In some examples, accessing, by the computer system, information that
identifies a
spatial record positioned at a location on the coordinate system may include
the
computer system using a spatial index that includes spatial data and non-
spatial data.
The accessing of stage 330 may correspond to one or more components of system
100
and/or 200, such as location-based search engine 140 as described above in
reference
to FIGS. 1 and 2, accessing information stored in search corpus database 150
and/or
an index maintained in association with search corpus database 150 that
identifies one
or more resources/records that are associated with a position on the
coordinate system
212, such as a particular one of records A through G associated with
respective
positions [xA,yA] through [xG,yG] on the coordinate system 212, respectively.
The
respective positions on the coordinate system 212 with which the
resources/records are
associated may, in some examples, correspond to a geographical location of a
property
for which the resources/records includes listing information.
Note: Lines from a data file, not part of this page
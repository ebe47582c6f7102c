//! Scope-keyed event bus
//!
//! Views subscribe with a [`ScopeFilter`] and receive a [`SyncEvent`] each
//! time a matching scope is committed to the registry or fails to refresh.

use registrar_model::{ErrorReport, RequestType};
use std::fmt;
use tokio::sync::broadcast;

/// Unit of refresh: one or more backend fetches feeding one registry slot
#[derive(Debug, Clone, Copy, PartialEq, Eq, Hash, PartialOrd, Ord)]
pub enum RefreshScope {
    DashboardCounts,
    RecentPending,
    PendingList(RequestType),
    TicketList,
    TicketDetail(u64),
    DomainList,
    DomainDetail(u64),
    ClientList,
    ClientDetail(u64),
    InvoiceList,
    ClientPendingCounts,
}

impl RefreshScope {
    /// Detail scopes are only refreshed while a view has them mounted
    #[inline]
    #[must_use]
    pub fn is_detail(&self) -> bool {
        matches!(
            self,
            Self::TicketDetail(_) | Self::DomainDetail(_) | Self::ClientDetail(_)
        )
    }

    /// Whether the scope concerns support tickets
    #[must_use]
    pub fn is_ticket_scope(&self) -> bool {
        matches!(
            self,
            Self::TicketList | Self::TicketDetail(_) | Self::PendingList(RequestType::SupportTicket)
        )
    }

    /// Scope owning the registry slots this scope writes
    ///
    /// The pending ticket list is derived from the full ticket fetch, so both
    /// scopes share one snapshot and one generation counter.
    #[inline]
    #[must_use]
    pub fn snapshot_key(self) -> Self {
        match self {
            Self::PendingList(RequestType::SupportTicket) => Self::TicketList,
            other => other,
        }
    }

    /// The other scope written by the same snapshot, if any
    #[must_use]
    pub fn shares_snapshot_with(self) -> Option<Self> {
        match self {
            Self::TicketList => Some(Self::PendingList(RequestType::SupportTicket)),
            Self::PendingList(RequestType::SupportTicket) => Some(Self::TicketList),
            _ => None,
        }
    }
}

impl fmt::Display for RefreshScope {
    fn fmt(&self, f: &mut fmt::Formatter<'_>) -> fmt::Result {
        match self {
            Self::DashboardCounts => f.write_str("dashboard-counts"),
            Self::RecentPending => f.write_str("recent-pending"),
            Self::PendingList(t) => write!(f, "pending-list:{t}"),
            Self::TicketList => f.write_str("ticket-list"),
            Self::TicketDetail(id) => write!(f, "ticket-detail:{id}"),
            Self::DomainList => f.write_str("domain-list"),
            Self::DomainDetail(id) => write!(f, "domain-detail:{id}"),
            Self::ClientList => f.write_str("client-list"),
            Self::ClientDetail(id) => write!(f, "client-detail:{id}"),
            Self::InvoiceList => f.write_str("invoice-list"),
            Self::ClientPendingCounts => f.write_str("client-pending-counts"),
        }
    }
}

/// Published after each refresh attempt
#[derive(Debug, Clone, PartialEq, Eq)]
pub enum SyncEvent {
    /// New snapshot committed for `scope`
    Refreshed { scope: RefreshScope, generation: u64 },
    /// Fetch failed; the registry still holds the previous snapshot
    Failed {
        scope: RefreshScope,
        error: ErrorReport,
    },
}

impl SyncEvent {
    /// Scope the event is about
    #[inline]
    #[must_use]
    pub fn scope(&self) -> RefreshScope {
        match self {
            Self::Refreshed { scope, .. } | Self::Failed { scope, .. } => *scope,
        }
    }
}

/// Which events a subscriber receives
#[derive(Debug, Clone, PartialEq, Eq)]
pub enum ScopeFilter {
    All,
    Exact(RefreshScope),
    AnyOf(Vec<RefreshScope>),
    /// Ticket list, ticket details and the pending ticket list
    Tickets,
    /// Every pending list regardless of type
    PendingLists,
}

impl ScopeFilter {
    /// Check a scope against the filter
    #[must_use]
    pub fn matches(&self, scope: &RefreshScope) -> bool {
        match self {
            Self::All => true,
            Self::Exact(wanted) => wanted == scope,
            Self::AnyOf(wanted) => wanted.contains(scope),
            Self::Tickets => scope.is_ticket_scope(),
            Self::PendingLists => matches!(scope, RefreshScope::PendingList(_)),
        }
    }
}

/// Broadcast bus shared by the orchestrator and its subscribers
#[derive(Debug, Clone)]
pub struct EventBus {
    sender: broadcast::Sender<SyncEvent>,
}

impl Default for EventBus {
    fn default() -> Self {
        Self::new(256)
    }
}

impl EventBus {
    /// Create a bus retaining up to `capacity` undelivered events per subscriber
    #[must_use]
    pub fn new(capacity: usize) -> Self {
        let (sender, _) = broadcast::channel(capacity.max(1));
        Self { sender }
    }

    /// Publish to every subscriber; returns how many received it
    pub fn publish(&self, event: SyncEvent) -> usize {
        // no receivers is not an error: nothing is mounted yet
        self.sender.send(event).unwrap_or(0)
    }

    /// Subscribe to events matching `filter`
    #[must_use]
    pub fn subscribe(&self, filter: ScopeFilter) -> Subscription {
        Subscription {
            filter,
            receiver: self.sender.subscribe(),
        }
    }

    /// Current subscriber count
    #[must_use]
    pub fn subscriber_count(&self) -> usize {
        self.sender.receiver_count()
    }
}

/// Filtered receiving end of the bus
#[derive(Debug)]
pub struct Subscription {
    filter: ScopeFilter,
    receiver: broadcast::Receiver<SyncEvent>,
}

impl Subscription {
    /// Next matching event; `None` once the bus is gone
    ///
    /// A subscriber that falls behind skips the missed events; the next
    /// delivered event still reflects the latest registry state.
    pub async fn recv(&mut self) -> Option<SyncEvent> {
        loop {
            match self.receiver.recv().await {
                Ok(event) if self.filter.matches(&event.scope()) => return Some(event),
                Ok(_) => {}
                Err(broadcast::error::RecvError::Lagged(skipped)) => {
                    tracing::warn!(skipped, "event subscriber lagged");
                }
                Err(broadcast::error::RecvError::Closed) => return None,
            }
        }
    }

    /// Next matching event already queued, without waiting
    pub fn try_recv(&mut self) -> Option<SyncEvent> {
        loop {
            match self.receiver.try_recv() {
                Ok(event) if self.filter.matches(&event.scope()) => return Some(event),
                Ok(_) | Err(broadcast::error::TryRecvError::Lagged(_)) => {}
                Err(_) => return None,
            }
        }
    }

    /// Drain every matching event currently queued
    pub fn drain(&mut self) -> Vec<SyncEvent> {
        std::iter::from_fn(|| self.try_recv()).collect()
    }
}

#[cfg(test)]
mod tests {
    use super::*;

    #[test]
    fn filters() {
        let pending = RefreshScope::PendingList(RequestType::SupportTicket);
        assert!(ScopeFilter::Tickets.matches(&pending));
        assert!(ScopeFilter::Tickets.matches(&RefreshScope::TicketDetail(3)));
        assert!(!ScopeFilter::Tickets.matches(&RefreshScope::InvoiceList));
        assert!(ScopeFilter::PendingLists.matches(&RefreshScope::PendingList(RequestType::Renew)));
        assert!(ScopeFilter::AnyOf(vec![RefreshScope::DomainList]).matches(&RefreshScope::DomainList));
        assert!(!ScopeFilter::Exact(RefreshScope::ClientDetail(1)).matches(&RefreshScope::ClientDetail(2)));
    }

    #[tokio::test]
    async fn subscriber_only_sees_matching_scopes() {
        let bus = EventBus::default();
        let mut invoices = bus.subscribe(ScopeFilter::Exact(RefreshScope::InvoiceList));

        bus.publish(SyncEvent::Refreshed { scope: RefreshScope::DomainList, generation: 1 });
        bus.publish(SyncEvent::Refreshed { scope: RefreshScope::InvoiceList, generation: 4 });

        let event = invoices.recv().await.unwrap();
        assert_eq!(event, SyncEvent::Refreshed { scope: RefreshScope::InvoiceList, generation: 4 });
        assert!(invoices.try_recv().is_none());
    }

    #[test]
    fn publish_without_subscribers_is_fine() {
        let bus = EventBus::new(4);
        assert_eq!(bus.publish(SyncEvent::Refreshed { scope: RefreshScope::TicketList, generation: 1 }), 0);
        assert_eq!(bus.subscriber_count(), 0);
    }

    #[test]
    fn ticket_scopes_share_a_snapshot() {
        let pending = RefreshScope::PendingList(RequestType::SupportTicket);
        assert_eq!(pending.snapshot_key(), RefreshScope::TicketList);
        assert_eq!(RefreshScope::TicketList.snapshot_key(), RefreshScope::TicketList);
        assert_eq!(RefreshScope::TicketList.shares_snapshot_with(), Some(pending));
        let renew = RefreshScope::PendingList(RequestType::Renew);
        assert_eq!(renew.snapshot_key(), renew);
        assert_eq!(renew.shares_snapshot_with(), None);
    }

    #[test]
    fn scope_display() {
        assert_eq!(RefreshScope::PendingList(RequestType::DnsChange).to_string(), "pending-list:dns_change");
        assert_eq!(RefreshScope::ClientDetail(9).to_string(), "client-detail:9");
    }
}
[0077] Using a spatial index that includes both spatial data and non-spatial
data
improves the efficiency of the disclosed spatial search relative to
conventional spatial
searches. This is because the accessing of stage 330 can identify a set of
resources/records A through G using both spatial and non-spatial search
criteria
received by the computer system at stage 310. This can result less
resources/records
that need to be further evaluated at stages 340 and 350. For example, data
identifying
a polygon and a specific real-estate listing criterion can be received at
stage 310. In
such instances, the computer system can, in some implementations, identify the
plurality of lines that represent the polygon at stage 320 and then access one
or more
records that potentially fall within the polygon and are associated with the
real-estate
listing criteria received at stage 310 such as a price range. Accordingly, the
real-estate
resources/records A through G may only include resources/records A through G
that
potentially fall within the polygon and have three bedrooms. Therefore, stages
340 and
350 will not be performed for resources/records that potentially fall within
the bounding
box of the received polygon and have 1 bedroom, 2 bedrooms, 4 bedrooms, or the
like.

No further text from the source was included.